Observers say that if the GCC decides to establish a new currency as planned by 2010, Saudi Arabia and other states may have to revalue their currencies.

Al Jasser said that a monetary union deal between Gulf States would be ratified within months. “I’m optimistic by the end of this year or by the beginning of January 2010 that it will be ratified and the monetary council will be formed.”

Oman and the United Arab Emirates have withdrawn from the plan, which envisages one central bank for the region and greater trade and finance cooperation. Kuwait, Saudi Arabia, Bahrain and Qatar are still committed to the project. “I’m very optimistic that the other two will come back when the time is right,” said Al Jasser.

Soaring inflation last year led to widespread calls for Gulf states to sever ties to the greenback. The dollar peg was blamed for driving up credit growth due to low interest rates, as well as for pushing up imported inflation as the dollar fell against global currencies.
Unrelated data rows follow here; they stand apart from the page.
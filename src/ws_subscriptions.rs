// WebSocket activity hints.
// Maintains chain log subscriptions scoped to each watched token's pool or
// bonding-curve account and forwards raw activity as hints to the position
// monitor for an immediate out-of-band price check. Subscriptions are
// refcounted per token; a token is unsubscribed when its last position
// releases it. Connections that go silent past the inactivity limit are torn
// down and rebuilt with all active subscriptions replayed.

use anyhow::{anyhow, Result};
use futures_util::{SinkExt, StreamExt};
use serde_json::{json, Value};
use std::collections::HashMap;
use std::time::Duration;
use tokio::sync::{mpsc, watch};
use tokio_tungstenite::{connect_async, tungstenite::Message};
use tracing::{debug, info, warn};

use crate::constants::WS_INACTIVITY_TIMEOUT_SECONDS;
use crate::error_classifier::retry_backoff;

/// Out-of-band activity on a watched token.
#[derive(Debug, Clone)]
pub struct ActivityHint {
    pub token_mint: String,
}

enum Command {
    Watch { token_mint: String, account: String },
    Unwatch { token_mint: String },
}

/// Handle owned by the position monitor.
#[derive(Clone)]
pub struct SubscriptionManager {
    cmd_tx: mpsc::UnboundedSender<Command>,
}

impl SubscriptionManager {
    /// Spawn the connection task. Hints flow out through `hint_tx`.
    pub fn start(
        ws_url: String,
        hint_tx: mpsc::UnboundedSender<ActivityHint>,
        stop: watch::Receiver<bool>,
    ) -> Self {
        let (cmd_tx, cmd_rx) = mpsc::unbounded_channel();
        tokio::spawn(connection_loop(ws_url, cmd_rx, hint_tx, stop));
        Self { cmd_tx }
    }

    /// Add (or refcount-bump) a token-scoped subscription.
    pub fn watch(&self, token_mint: &str, account: &str) {
        self.cmd_tx
            .send(Command::Watch {
                token_mint: token_mint.to_string(),
                account: account.to_string(),
            })
            .ok();
    }

    /// Drop one reference; unsubscribes when the count reaches zero.
    pub fn unwatch(&self, token_mint: &str) {
        self.cmd_tx
            .send(Command::Unwatch {
                token_mint: token_mint.to_string(),
            })
            .ok();
    }
}

struct TokenWatch {
    account: String,
    refcount: usize,
    subscription_id: Option<u64>,
}

struct ConnState {
    /// token mint -> watch entry
    watches: HashMap<String, TokenWatch>,
    /// chain subscription id -> token mint
    sub_to_token: HashMap<u64, String>,
    /// request id -> token mint awaiting a subscription confirmation
    pending: HashMap<u64, String>,
    next_request_id: u64,
}

impl ConnState {
    fn new() -> Self {
        Self {
            watches: HashMap::new(),
            sub_to_token: HashMap::new(),
            pending: HashMap::new(),
            next_request_id: 1,
        }
    }

    fn request_id(&mut self) -> u64 {
        let id = self.next_request_id;
        self.next_request_id += 1;
        id
    }
}

async fn connection_loop(
    ws_url: String,
    mut cmd_rx: mpsc::UnboundedReceiver<Command>,
    hint_tx: mpsc::UnboundedSender<ActivityHint>,
    mut stop: watch::Receiver<bool>,
) {
    let mut state = ConnState::new();
    let mut reconnect_attempt = 0u32;

    loop {
        if *stop.borrow() {
            break;
        }

        let stream = match connect_async(ws_url.as_str()).await {
            Ok((stream, _)) => {
                info!("🔌 WS connected: {}", ws_url);
                reconnect_attempt = 0;
                stream
            }
            Err(e) => {
                reconnect_attempt += 1;
                let delay = retry_backoff(reconnect_attempt, 500, 30_000);
                warn!("⚠️  WS connect failed (attempt {}): {}; retry in {:?}", reconnect_attempt, e, delay);
                tokio::select! {
                    _ = tokio::time::sleep(delay) => continue,
                    _ = stop.changed() => break,
                }
            }
        };

        let (mut sink, mut source) = stream.split();

        // Replay every active watch on the fresh connection.
        state.sub_to_token.clear();
        state.pending.clear();
        let mints: Vec<String> = state.watches.keys().cloned().collect();
        for mint in mints {
            let account = state.watches.get(&mint).map(|w| w.account.clone());
            if let Some(account) = account {
                if let Some(entry) = state.watches.get_mut(&mint) {
                    entry.subscription_id = None;
                }
                if let Err(e) = send_subscribe(&mut sink, &mut state, &mint, &account).await {
                    warn!("⚠️  Resubscribe failed for {}: {}", mint, e);
                }
            }
        }

        let inactivity = Duration::from_secs(WS_INACTIVITY_TIMEOUT_SECONDS);
        let mut teardown = false;

        while !teardown {
            tokio::select! {
                message = tokio::time::timeout(inactivity, source.next()) => {
                    match message {
                        Ok(Some(Ok(frame))) => {
                            handle_frame(frame, &mut state, &hint_tx, &mut sink).await;
                        }
                        Ok(Some(Err(e))) => {
                            warn!("⚠️  WS stream error: {}", e);
                            teardown = true;
                        }
                        Ok(None) => {
                            warn!("📡 WS stream closed by peer");
                            teardown = true;
                        }
                        Err(_) => {
                            // No messages or pings inside the limit: rebuild.
                            warn!("⏰ WS inactive for {:?}, reconnecting", inactivity);
                            teardown = true;
                        }
                    }
                }
                command = cmd_rx.recv() => {
                    match command {
                        Some(Command::Watch { token_mint, account }) => {
                            let needs_subscribe = match state.watches.get_mut(&token_mint) {
                                Some(entry) => {
                                    entry.refcount += 1;
                                    false
                                }
                                None => {
                                    state.watches.insert(token_mint.clone(), TokenWatch {
                                        account: account.clone(),
                                        refcount: 1,
                                        subscription_id: None,
                                    });
                                    true
                                }
                            };
                            if needs_subscribe {
                                if let Err(e) = send_subscribe(&mut sink, &mut state, &token_mint, &account).await {
                                    warn!("⚠️  Subscribe failed for {}: {}", token_mint, e);
                                    teardown = true;
                                }
                            }
                        }
                        Some(Command::Unwatch { token_mint }) => {
                            let unsubscribe = match state.watches.get_mut(&token_mint) {
                                Some(entry) => {
                                    entry.refcount = entry.refcount.saturating_sub(1);
                                    if entry.refcount == 0 { entry.subscription_id } else { None }
                                }
                                None => None,
                            };
                            if state.watches.get(&token_mint).map(|w| w.refcount) == Some(0) {
                                state.watches.remove(&token_mint);
                            }
                            if let Some(sub_id) = unsubscribe {
                                state.sub_to_token.remove(&sub_id);
                                let request_id = state.request_id();
                                let frame = json!({
                                    "jsonrpc": "2.0",
                                    "id": request_id,
                                    "method": "logsUnsubscribe",
                                    "params": [sub_id],
                                });
                                if sink.send(Message::Text(frame.to_string())).await.is_err() {
                                    teardown = true;
                                }
                                debug!("➖ Unsubscribed {} (sub {})", token_mint, sub_id);
                            }
                        }
                        None => {
                            teardown = true;
                        }
                    }
                }
                _ = stop.changed() => {
                    if *stop.borrow() {
                        let _ = sink.send(Message::Close(None)).await;
                        info!("🔌 WS manager stopped");
                        return;
                    }
                }
            }
        }
    }
}

async fn send_subscribe<S>(
    sink: &mut S,
    state: &mut ConnState,
    token_mint: &str,
    account: &str,
) -> Result<()>
where
    S: SinkExt<Message> + Unpin,
    <S as futures_util::Sink<Message>>::Error: std::fmt::Display,
{
    let request_id = state.request_id();
    state.pending.insert(request_id, token_mint.to_string());
    let frame = json!({
        "jsonrpc": "2.0",
        "id": request_id,
        "method": "logsSubscribe",
        "params": [
            { "mentions": [account] },
            { "commitment": "confirmed" }
        ],
    });
    sink.send(Message::Text(frame.to_string()))
        .await
        .map_err(|e| anyhow!("WS send failed: {}", e))?;
    debug!("➕ Subscribing {} (account {})", token_mint, account);
    Ok(())
}

async fn handle_frame<S>(
    frame: Message,
    state: &mut ConnState,
    hint_tx: &mpsc::UnboundedSender<ActivityHint>,
    sink: &mut S,
) where
    S: SinkExt<Message> + Unpin,
{
    let text = match frame {
        Message::Text(text) => text,
        Message::Ping(payload) => {
            let _ = sink.send(Message::Pong(payload)).await;
            return;
        }
        _ => return,
    };

    let value: Value = match serde_json::from_str(&text) {
        Ok(v) => v,
        Err(_) => return,
    };

    // Subscription confirmation: {"id": n, "result": <sub id>}
    if let (Some(request_id), Some(sub_id)) = (
        value.get("id").and_then(|v| v.as_u64()),
        value.get("result").and_then(|v| v.as_u64()),
    ) {
        if let Some(mint) = state.pending.remove(&request_id) {
            state.sub_to_token.insert(sub_id, mint.clone());
            if let Some(entry) = state.watches.get_mut(&mint) {
                entry.subscription_id = Some(sub_id);
            }
            debug!("✅ Subscription {} live for {}", sub_id, mint);
        }
        return;
    }

    // Log notification: activity on a watched account.
    if value.get("method").and_then(|m| m.as_str()) == Some("logsNotification") {
        let sub_id = value
            .pointer("/params/subscription")
            .and_then(|v| v.as_u64());
        if let Some(mint) = sub_id.and_then(|id| state.sub_to_token.get(&id)) {
            debug!("⚡ Activity hint for {}", mint);
            hint_tx
                .send(ActivityHint {
                    token_mint: mint.clone(),
                })
                .ok();
        }
    }
}

#[cfg(test)]
mod tests {
    use super::*;

    #[test]
    fn refcount_bookkeeping() {
        let mut state = ConnState::new();
        state.watches.insert(
            "MintA".to_string(),
            TokenWatch {
                account: "Curve".to_string(),
                refcount: 2,
                subscription_id: Some(7),
            },
        );
        state.sub_to_token.insert(7, "MintA".to_string());

        // One release keeps the watch alive.
        if let Some(entry) = state.watches.get_mut("MintA") {
            entry.refcount -= 1;
        }
        assert_eq!(state.watches.get("MintA").unwrap().refcount, 1);
    }

    #[test]
    fn request_ids_are_monotonic() {
        let mut state = ConnState::new();
        let a = state.request_id();
        let b = state.request_id();
        assert!(b > a);
    }

    #[tokio::test]
    async fn notification_routes_to_hint_channel() {
        let mut state = ConnState::new();
        state.sub_to_token.insert(42, "MintA".to_string());
        let (hint_tx, mut hint_rx) = mpsc::unbounded_channel();
        // Sink that swallows frames.
        let (mut sink, _stream) = futures::channel::mpsc::unbounded::<Message>();

        let frame = Message::Text(
            json!({
                "method": "logsNotification",
                "params": { "subscription": 42, "result": {} }
            })
            .to_string(),
        );
        handle_frame(frame, &mut state, &hint_tx, &mut sink).await;

        let hint = hint_rx.try_recv().unwrap();
        assert_eq!(hint.token_mint, "MintA");
    }
}
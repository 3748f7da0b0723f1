// Store Module
// Durable state and the atomic coordination primitives every worker shares.
// All cross-worker synchronization happens here: claims, leases, the trigger
// CAS, and the unique constraints that act as locks.

use anyhow::{bail, Context, Result};
use chrono::{Duration as ChronoDuration, Utc};
use rusqlite::{params, Connection, OptionalExtension, TransactionBehavior};
use std::path::Path;
use std::sync::{Arc, Mutex};
use tracing::{debug, info, warn};
use uuid::Uuid;

use crate::error_classifier::ErrorCode;
use crate::models::*;

/// Shared store handle. rusqlite connections are not Sync, so the single
/// connection sits behind a std Mutex; transactions run `BEGIN IMMEDIATE` so a
/// claim is single-writer for its whole duration (the SQLite equivalent of
/// `FOR UPDATE SKIP LOCKED` on a one-writer database).
#[derive(Clone)]
pub struct Store {
    conn: Arc<Mutex<Connection>>,
}

/// Result of `reserve_trade_budget`.
#[derive(Debug, Clone)]
pub struct ReserveOutcome {
    pub allowed: bool,
    pub execution_id: Option<i64>,
    pub reason: Option<String>,
    pub code: Option<ErrorCode>,
}

impl ReserveOutcome {
    fn denied(code: ErrorCode, reason: &str) -> Self {
        Self {
            allowed: false,
            execution_id: None,
            reason: Some(reason.to_string()),
            code: Some(code),
        }
    }
}

/// Result of `finalize_job`.
#[derive(Debug, Clone, Copy, PartialEq, Eq)]
pub enum FinalizeResult {
    Requeued,
    Terminal,
}

/// Result of the trigger CAS.
#[derive(Debug, Clone)]
pub struct TriggerClaim {
    pub triggered: bool,
    pub reason: Option<String>,
}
Al Jasser said that there was no reason “yet” to change the central bank’s foreign exchange reserve management strategy, but that the monetary authority must keep watch for emerging risks. “It’s dynamic. So long as [the strategy] does not compromise” the central bank’s basic three basic elements – maintaining liquid reserves, held in secure assets, and seeking risk returns – “we will manage proactively.”

The greenback tumbled last Friday – after employers cut more jobs than expected last month, driving unemployment up to a fresh 26-year high – despite having already weakened more than 10% since April.